When you output the entries, begin with the first line and end with the line containing "pub struct LoginResponse", keeping each line exactly as it is.

• [Given data]
· · · · · · ·

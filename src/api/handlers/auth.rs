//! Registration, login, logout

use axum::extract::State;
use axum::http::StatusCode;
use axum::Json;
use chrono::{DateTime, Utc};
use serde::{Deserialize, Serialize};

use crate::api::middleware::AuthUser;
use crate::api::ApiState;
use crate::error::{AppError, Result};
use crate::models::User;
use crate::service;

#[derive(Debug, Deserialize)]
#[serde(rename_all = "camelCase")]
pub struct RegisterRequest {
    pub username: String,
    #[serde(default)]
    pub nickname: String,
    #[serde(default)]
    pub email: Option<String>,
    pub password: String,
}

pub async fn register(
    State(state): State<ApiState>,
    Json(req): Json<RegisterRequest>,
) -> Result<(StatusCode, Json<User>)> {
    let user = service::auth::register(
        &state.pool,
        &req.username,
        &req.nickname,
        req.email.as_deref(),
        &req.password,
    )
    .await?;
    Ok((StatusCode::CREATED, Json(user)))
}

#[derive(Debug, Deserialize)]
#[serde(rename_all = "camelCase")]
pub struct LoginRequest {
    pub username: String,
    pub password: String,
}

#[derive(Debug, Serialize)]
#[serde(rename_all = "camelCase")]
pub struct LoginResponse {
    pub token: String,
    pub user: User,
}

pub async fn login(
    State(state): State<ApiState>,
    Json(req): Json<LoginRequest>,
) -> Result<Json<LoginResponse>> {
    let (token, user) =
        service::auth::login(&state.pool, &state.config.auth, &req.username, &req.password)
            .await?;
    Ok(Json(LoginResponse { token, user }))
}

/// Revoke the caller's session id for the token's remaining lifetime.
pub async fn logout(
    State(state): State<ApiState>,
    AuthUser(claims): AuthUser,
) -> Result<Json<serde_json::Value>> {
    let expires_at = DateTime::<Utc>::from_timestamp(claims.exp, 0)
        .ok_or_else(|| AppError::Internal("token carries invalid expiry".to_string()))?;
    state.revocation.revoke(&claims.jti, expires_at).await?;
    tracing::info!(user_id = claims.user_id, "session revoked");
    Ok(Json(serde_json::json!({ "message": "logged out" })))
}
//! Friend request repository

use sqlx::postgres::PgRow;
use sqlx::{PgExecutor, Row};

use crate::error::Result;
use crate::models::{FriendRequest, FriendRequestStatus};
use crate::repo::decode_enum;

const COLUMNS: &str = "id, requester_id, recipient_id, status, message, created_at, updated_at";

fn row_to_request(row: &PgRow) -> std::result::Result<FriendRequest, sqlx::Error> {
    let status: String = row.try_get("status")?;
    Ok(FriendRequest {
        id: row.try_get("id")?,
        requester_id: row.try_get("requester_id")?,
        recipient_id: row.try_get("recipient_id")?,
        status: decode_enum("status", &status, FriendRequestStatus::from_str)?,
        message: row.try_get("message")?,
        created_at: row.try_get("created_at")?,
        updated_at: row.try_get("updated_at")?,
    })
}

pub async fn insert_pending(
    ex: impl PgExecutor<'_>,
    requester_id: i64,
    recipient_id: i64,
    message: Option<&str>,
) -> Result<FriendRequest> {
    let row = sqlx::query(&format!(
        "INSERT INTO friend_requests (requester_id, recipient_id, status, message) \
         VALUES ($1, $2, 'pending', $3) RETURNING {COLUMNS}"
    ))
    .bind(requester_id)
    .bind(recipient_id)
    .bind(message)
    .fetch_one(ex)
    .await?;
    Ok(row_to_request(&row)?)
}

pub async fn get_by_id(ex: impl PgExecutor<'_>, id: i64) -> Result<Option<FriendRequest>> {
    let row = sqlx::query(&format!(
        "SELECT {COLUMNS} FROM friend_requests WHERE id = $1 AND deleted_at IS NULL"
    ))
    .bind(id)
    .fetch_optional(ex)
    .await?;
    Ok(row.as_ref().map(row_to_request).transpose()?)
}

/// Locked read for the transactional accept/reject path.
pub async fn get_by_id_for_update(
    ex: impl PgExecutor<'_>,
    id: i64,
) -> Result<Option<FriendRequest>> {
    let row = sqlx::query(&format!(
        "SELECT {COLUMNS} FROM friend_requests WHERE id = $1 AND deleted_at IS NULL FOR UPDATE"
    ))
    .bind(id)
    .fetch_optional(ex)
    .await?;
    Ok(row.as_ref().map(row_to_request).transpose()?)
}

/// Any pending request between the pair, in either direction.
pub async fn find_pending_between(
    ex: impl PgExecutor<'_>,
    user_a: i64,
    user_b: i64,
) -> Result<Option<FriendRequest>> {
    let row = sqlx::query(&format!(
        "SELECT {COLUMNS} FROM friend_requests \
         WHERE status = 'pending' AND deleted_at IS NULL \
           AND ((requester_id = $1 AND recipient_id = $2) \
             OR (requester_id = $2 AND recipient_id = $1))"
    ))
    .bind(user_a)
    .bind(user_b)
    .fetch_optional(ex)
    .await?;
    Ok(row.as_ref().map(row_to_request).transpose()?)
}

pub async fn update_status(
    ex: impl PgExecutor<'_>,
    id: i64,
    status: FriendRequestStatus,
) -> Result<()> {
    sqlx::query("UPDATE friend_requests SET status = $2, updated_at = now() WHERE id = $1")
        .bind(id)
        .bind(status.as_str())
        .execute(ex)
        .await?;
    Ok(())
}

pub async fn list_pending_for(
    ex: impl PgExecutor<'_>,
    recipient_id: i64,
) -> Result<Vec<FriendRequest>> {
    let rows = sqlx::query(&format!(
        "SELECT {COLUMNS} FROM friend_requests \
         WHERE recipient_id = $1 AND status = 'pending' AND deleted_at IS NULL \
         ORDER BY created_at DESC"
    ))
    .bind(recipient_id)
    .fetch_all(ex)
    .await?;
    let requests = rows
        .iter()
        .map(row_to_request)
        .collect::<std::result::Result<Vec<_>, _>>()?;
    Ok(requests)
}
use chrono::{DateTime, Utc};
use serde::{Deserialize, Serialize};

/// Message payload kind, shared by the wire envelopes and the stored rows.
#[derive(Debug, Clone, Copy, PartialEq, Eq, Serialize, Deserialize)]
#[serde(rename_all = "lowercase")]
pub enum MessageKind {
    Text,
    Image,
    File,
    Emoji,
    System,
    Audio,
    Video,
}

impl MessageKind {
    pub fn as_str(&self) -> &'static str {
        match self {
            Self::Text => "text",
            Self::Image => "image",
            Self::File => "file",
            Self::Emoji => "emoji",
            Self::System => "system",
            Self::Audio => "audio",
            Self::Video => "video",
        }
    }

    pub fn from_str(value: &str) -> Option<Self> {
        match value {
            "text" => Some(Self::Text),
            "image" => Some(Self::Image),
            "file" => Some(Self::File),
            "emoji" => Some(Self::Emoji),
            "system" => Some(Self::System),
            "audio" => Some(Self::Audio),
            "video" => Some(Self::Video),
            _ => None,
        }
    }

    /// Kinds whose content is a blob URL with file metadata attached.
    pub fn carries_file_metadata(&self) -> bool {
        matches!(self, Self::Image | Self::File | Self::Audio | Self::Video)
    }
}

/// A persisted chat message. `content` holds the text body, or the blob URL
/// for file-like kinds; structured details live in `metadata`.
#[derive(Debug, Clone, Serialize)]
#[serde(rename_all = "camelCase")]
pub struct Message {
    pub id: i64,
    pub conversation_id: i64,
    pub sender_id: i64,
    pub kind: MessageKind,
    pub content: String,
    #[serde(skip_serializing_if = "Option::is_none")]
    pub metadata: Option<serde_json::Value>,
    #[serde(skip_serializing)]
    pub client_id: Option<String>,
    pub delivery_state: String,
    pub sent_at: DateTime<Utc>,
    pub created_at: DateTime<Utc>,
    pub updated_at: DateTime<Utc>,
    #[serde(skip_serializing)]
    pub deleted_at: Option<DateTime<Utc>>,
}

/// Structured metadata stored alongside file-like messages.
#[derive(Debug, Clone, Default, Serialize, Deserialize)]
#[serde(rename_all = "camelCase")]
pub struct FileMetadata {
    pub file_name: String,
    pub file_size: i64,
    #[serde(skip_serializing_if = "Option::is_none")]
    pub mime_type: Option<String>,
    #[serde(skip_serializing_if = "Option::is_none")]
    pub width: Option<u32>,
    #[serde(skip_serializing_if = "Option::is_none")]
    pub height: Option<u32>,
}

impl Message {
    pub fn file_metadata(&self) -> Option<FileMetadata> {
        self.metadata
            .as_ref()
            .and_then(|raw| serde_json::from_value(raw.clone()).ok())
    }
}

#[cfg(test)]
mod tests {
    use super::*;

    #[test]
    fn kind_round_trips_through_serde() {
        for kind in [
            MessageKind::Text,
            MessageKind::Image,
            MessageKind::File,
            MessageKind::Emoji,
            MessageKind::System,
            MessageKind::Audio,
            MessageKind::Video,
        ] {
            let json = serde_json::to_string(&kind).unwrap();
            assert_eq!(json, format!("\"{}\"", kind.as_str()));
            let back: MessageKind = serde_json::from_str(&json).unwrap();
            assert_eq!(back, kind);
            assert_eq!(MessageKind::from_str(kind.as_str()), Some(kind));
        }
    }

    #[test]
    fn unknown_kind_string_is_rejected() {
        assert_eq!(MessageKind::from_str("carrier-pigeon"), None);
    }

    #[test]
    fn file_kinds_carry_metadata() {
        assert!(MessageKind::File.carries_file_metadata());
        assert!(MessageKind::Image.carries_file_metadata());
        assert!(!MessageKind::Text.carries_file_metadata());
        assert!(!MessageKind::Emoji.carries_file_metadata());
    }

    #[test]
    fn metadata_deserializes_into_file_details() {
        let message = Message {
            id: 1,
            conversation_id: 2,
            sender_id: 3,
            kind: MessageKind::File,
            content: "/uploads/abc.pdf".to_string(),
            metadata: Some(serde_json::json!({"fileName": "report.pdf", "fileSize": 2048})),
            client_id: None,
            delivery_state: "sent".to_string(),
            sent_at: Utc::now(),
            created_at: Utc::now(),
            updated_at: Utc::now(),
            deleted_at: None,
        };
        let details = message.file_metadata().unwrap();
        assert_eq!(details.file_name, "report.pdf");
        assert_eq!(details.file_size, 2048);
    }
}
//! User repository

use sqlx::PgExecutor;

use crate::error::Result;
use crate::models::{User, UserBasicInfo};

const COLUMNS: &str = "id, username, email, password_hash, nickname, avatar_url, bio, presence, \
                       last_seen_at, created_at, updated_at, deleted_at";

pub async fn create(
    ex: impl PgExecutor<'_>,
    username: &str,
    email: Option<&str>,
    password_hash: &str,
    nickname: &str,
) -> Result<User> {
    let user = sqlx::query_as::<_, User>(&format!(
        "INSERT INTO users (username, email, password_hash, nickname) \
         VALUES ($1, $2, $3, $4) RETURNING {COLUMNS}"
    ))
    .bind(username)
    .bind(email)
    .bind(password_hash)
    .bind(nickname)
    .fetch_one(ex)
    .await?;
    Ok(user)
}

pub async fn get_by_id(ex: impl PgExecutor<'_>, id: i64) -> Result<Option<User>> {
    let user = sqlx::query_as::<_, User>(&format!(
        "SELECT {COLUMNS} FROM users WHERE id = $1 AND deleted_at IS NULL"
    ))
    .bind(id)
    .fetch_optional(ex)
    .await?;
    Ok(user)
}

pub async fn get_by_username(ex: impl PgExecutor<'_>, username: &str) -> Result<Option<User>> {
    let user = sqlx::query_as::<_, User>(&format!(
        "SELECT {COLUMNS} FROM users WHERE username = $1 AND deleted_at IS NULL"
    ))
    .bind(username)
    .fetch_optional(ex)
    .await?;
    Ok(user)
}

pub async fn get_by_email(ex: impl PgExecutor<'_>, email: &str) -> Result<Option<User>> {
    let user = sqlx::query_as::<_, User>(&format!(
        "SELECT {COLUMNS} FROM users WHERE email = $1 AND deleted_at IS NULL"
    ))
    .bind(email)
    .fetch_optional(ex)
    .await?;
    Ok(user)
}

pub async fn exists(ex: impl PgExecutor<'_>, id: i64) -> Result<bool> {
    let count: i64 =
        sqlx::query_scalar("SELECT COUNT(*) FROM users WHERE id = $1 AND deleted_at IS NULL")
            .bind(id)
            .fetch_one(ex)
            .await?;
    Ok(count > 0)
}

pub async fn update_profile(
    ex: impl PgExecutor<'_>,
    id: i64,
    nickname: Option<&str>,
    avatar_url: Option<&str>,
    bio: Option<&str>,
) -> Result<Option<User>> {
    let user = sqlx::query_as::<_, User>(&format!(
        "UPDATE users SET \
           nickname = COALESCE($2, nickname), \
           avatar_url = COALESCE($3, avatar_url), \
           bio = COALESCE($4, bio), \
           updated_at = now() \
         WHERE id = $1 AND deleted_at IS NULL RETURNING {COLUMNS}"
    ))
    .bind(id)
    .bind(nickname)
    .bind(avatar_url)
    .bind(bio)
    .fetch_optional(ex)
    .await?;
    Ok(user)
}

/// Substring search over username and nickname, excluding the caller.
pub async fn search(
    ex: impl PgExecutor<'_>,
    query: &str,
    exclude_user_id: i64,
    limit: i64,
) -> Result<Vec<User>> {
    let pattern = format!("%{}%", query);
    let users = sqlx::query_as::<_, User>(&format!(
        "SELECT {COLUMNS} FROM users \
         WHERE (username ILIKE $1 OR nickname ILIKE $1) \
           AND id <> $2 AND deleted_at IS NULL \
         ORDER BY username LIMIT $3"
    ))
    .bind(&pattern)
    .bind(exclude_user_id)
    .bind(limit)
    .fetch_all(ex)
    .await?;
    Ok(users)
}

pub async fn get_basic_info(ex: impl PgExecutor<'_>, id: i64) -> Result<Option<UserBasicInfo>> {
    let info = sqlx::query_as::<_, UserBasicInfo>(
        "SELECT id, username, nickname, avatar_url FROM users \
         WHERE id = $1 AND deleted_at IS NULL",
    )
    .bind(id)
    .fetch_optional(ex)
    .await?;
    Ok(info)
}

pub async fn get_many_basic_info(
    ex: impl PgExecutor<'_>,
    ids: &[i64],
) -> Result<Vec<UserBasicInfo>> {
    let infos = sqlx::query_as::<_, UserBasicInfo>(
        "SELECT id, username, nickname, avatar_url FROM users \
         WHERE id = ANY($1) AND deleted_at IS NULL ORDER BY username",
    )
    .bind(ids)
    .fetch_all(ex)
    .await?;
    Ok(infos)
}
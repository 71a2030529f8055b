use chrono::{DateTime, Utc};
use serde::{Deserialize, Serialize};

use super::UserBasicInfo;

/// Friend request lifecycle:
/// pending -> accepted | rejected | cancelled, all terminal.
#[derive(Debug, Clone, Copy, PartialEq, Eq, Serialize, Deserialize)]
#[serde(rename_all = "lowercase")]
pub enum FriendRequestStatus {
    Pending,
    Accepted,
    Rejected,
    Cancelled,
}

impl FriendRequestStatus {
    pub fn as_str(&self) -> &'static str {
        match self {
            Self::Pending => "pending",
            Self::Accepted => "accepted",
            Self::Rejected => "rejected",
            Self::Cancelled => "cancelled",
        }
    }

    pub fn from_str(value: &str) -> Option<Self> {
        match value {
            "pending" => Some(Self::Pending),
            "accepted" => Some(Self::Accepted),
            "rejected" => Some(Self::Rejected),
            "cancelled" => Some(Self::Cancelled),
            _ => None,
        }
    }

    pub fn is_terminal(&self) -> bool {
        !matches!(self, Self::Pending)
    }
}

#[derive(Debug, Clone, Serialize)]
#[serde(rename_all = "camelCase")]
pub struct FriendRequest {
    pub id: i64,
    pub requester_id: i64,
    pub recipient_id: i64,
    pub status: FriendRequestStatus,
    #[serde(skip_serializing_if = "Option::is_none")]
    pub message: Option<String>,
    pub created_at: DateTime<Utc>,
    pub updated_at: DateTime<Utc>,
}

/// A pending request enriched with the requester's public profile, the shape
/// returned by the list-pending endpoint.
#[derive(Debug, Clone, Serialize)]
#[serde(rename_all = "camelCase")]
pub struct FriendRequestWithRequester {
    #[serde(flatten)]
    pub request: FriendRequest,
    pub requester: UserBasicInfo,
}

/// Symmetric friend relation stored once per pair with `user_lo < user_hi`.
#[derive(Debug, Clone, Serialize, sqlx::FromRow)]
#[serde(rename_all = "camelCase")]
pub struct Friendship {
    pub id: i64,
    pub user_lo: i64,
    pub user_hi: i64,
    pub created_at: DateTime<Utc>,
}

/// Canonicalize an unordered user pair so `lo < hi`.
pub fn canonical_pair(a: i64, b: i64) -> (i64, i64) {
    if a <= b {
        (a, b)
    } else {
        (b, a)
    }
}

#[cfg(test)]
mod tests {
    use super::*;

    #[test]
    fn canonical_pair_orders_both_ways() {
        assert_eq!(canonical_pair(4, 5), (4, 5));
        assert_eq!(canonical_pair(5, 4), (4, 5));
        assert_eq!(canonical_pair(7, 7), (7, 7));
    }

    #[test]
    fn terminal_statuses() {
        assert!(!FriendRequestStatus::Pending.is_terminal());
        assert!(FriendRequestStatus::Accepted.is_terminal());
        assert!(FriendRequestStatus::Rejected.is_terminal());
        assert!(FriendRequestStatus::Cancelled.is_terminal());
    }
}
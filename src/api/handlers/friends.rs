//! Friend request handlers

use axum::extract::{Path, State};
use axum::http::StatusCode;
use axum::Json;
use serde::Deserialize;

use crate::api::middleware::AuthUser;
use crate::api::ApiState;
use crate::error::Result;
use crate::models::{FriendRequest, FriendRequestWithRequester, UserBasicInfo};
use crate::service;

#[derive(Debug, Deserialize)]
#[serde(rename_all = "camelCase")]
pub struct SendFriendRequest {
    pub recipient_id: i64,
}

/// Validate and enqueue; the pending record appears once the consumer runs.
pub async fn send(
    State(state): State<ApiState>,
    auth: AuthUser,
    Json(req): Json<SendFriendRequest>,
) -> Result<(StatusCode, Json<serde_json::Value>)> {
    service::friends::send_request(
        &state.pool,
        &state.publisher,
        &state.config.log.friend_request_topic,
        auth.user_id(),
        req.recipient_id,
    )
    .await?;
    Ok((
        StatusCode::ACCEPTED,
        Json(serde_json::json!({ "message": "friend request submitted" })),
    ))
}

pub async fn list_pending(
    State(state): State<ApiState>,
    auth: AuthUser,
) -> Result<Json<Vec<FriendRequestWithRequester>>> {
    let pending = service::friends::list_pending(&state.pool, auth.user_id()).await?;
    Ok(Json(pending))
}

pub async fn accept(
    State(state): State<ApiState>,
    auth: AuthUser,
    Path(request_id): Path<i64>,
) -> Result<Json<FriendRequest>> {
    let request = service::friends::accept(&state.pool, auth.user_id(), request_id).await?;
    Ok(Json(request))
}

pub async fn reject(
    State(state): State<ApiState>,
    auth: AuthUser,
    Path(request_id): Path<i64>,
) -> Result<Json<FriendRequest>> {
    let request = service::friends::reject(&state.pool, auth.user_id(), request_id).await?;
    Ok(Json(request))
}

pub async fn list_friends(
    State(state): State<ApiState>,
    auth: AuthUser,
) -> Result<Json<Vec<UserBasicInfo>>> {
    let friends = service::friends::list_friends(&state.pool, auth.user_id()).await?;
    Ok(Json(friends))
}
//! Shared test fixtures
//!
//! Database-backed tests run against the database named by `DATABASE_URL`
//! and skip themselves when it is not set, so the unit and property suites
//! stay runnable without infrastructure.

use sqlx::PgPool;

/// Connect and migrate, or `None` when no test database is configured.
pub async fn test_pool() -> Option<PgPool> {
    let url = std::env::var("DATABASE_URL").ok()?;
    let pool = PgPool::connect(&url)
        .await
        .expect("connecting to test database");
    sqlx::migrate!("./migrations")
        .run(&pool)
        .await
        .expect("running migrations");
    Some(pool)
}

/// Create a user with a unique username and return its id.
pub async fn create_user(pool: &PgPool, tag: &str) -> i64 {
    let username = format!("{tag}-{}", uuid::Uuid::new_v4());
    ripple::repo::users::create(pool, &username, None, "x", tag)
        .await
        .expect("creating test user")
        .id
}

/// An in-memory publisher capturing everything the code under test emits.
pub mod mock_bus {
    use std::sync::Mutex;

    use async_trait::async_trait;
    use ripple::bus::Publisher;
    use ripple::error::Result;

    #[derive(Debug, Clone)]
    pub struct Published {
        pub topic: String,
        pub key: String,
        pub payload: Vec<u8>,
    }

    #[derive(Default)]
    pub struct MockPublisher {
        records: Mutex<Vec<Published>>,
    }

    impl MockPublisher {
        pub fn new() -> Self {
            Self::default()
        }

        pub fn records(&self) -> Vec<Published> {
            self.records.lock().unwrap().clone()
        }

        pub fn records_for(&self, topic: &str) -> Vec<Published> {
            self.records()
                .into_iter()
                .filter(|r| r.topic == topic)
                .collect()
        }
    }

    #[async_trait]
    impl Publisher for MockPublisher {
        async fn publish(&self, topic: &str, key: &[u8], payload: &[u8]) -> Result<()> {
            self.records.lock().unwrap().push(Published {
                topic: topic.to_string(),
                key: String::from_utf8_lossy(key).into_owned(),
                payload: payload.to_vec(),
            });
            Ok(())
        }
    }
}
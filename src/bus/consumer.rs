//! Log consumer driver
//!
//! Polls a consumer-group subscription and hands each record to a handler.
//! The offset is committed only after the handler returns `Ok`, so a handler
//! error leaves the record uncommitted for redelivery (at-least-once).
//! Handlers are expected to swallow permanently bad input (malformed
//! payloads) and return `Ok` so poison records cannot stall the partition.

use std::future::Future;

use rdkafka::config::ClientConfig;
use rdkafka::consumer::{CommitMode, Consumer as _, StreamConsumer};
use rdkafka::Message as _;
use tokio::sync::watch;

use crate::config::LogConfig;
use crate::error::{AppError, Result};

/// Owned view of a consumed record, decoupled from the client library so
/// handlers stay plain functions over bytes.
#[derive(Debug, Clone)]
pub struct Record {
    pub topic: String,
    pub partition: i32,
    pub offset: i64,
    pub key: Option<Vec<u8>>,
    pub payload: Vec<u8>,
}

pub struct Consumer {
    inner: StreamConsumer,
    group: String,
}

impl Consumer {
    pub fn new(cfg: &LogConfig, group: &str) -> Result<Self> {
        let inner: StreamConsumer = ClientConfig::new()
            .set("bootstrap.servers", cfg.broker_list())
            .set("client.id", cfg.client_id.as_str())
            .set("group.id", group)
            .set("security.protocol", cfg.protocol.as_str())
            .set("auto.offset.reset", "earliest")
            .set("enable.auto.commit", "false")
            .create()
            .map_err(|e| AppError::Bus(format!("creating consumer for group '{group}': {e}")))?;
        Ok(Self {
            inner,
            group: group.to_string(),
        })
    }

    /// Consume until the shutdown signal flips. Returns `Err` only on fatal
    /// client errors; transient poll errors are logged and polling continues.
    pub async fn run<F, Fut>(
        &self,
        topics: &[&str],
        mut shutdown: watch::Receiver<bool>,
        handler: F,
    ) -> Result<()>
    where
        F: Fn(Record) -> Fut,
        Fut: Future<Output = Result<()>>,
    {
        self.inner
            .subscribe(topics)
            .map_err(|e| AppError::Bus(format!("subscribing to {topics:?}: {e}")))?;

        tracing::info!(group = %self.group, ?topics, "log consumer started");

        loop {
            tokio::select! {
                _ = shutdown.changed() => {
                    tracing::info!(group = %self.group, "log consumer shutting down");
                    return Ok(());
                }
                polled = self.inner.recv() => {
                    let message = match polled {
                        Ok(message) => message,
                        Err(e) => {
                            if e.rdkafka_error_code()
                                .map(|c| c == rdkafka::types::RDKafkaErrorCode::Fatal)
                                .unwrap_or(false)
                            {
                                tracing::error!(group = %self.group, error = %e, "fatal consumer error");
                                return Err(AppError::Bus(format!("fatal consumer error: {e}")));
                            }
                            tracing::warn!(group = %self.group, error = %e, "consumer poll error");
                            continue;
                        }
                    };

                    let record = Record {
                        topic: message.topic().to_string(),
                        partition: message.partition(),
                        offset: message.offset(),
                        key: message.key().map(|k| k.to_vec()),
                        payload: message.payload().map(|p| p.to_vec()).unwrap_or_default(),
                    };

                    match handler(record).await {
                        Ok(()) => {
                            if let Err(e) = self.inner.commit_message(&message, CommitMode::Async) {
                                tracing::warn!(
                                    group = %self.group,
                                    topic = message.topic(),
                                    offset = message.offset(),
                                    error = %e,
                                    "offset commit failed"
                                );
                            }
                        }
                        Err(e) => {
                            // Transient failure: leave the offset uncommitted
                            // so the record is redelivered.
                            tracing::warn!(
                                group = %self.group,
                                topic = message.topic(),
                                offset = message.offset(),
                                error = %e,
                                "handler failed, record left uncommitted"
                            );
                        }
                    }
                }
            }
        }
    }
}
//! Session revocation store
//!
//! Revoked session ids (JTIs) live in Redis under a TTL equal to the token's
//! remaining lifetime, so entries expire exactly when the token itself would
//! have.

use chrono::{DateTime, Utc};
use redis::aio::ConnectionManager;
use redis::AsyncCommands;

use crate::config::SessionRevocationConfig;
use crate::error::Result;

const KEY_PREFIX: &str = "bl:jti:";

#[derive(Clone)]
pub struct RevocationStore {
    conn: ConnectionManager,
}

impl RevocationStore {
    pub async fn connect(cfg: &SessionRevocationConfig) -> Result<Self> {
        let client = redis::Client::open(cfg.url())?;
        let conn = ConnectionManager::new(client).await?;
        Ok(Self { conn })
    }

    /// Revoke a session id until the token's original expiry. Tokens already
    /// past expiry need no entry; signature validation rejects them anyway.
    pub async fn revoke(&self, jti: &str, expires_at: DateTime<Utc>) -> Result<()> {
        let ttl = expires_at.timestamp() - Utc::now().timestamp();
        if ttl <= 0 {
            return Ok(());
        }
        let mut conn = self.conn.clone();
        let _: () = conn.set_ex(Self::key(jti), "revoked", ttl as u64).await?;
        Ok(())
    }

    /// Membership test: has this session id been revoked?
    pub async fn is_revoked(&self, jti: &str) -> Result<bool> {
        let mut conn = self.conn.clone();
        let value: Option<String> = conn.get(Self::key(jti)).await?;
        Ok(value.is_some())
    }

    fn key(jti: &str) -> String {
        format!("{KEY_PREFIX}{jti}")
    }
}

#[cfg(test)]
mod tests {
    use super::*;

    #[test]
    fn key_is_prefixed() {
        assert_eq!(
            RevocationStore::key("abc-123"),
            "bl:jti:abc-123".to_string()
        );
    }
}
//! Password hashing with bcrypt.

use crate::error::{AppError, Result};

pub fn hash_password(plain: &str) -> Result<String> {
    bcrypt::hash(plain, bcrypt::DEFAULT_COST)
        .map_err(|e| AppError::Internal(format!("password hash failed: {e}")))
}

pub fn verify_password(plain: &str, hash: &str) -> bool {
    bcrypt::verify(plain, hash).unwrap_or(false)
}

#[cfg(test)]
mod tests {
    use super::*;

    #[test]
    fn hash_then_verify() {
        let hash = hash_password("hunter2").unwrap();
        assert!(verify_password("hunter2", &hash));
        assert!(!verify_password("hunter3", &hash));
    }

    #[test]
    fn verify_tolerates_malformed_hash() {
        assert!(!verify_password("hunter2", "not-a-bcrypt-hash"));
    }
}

· · · · · · ·

• [Expected output]
filename src/api/handlers/auth.rs
//! Registration, login, logout

use axum::extract::State;
use axum::http::StatusCode;
use axum::Json;
use chrono::{DateTime, Utc};
use serde::{Deserialize, Serialize};

use crate::api::middleware::AuthUser;
use crate::api::ApiState;
use crate::error::{AppError, Result};
use crate::models::User;
use crate::service;

#[derive(Debug, Deserialize)]
#[serde(rename_all = "camelCase")]
pub struct RegisterRequest {
    pub username: String,
    #[serde(default)]
    pub nickname: String,
    #[serde(default)]
    pub email: Option<String>,
    pub password: String,
}

pub async fn register(
    State(state): State<ApiState>,
    Json(req): Json<RegisterRequest>,
) -> Result<(StatusCode, Json<User>)> {
    let user = service::auth::register(
        &state.pool,
        &req.username,
        &req.nickname,
        req.email.as_deref(),
        &req.password,
    )
    .await?;
    Ok((StatusCode::CREATED, Json(user)))
}

#[derive(Debug, Deserialize)]
#[serde(rename_all = "camelCase")]
pub struct LoginRequest {
    pub username: String,
    pub password: String,
}

#[derive(Debug, Serialize)]
#[serde(rename_all = "camelCase")]
pub struct LoginResponse {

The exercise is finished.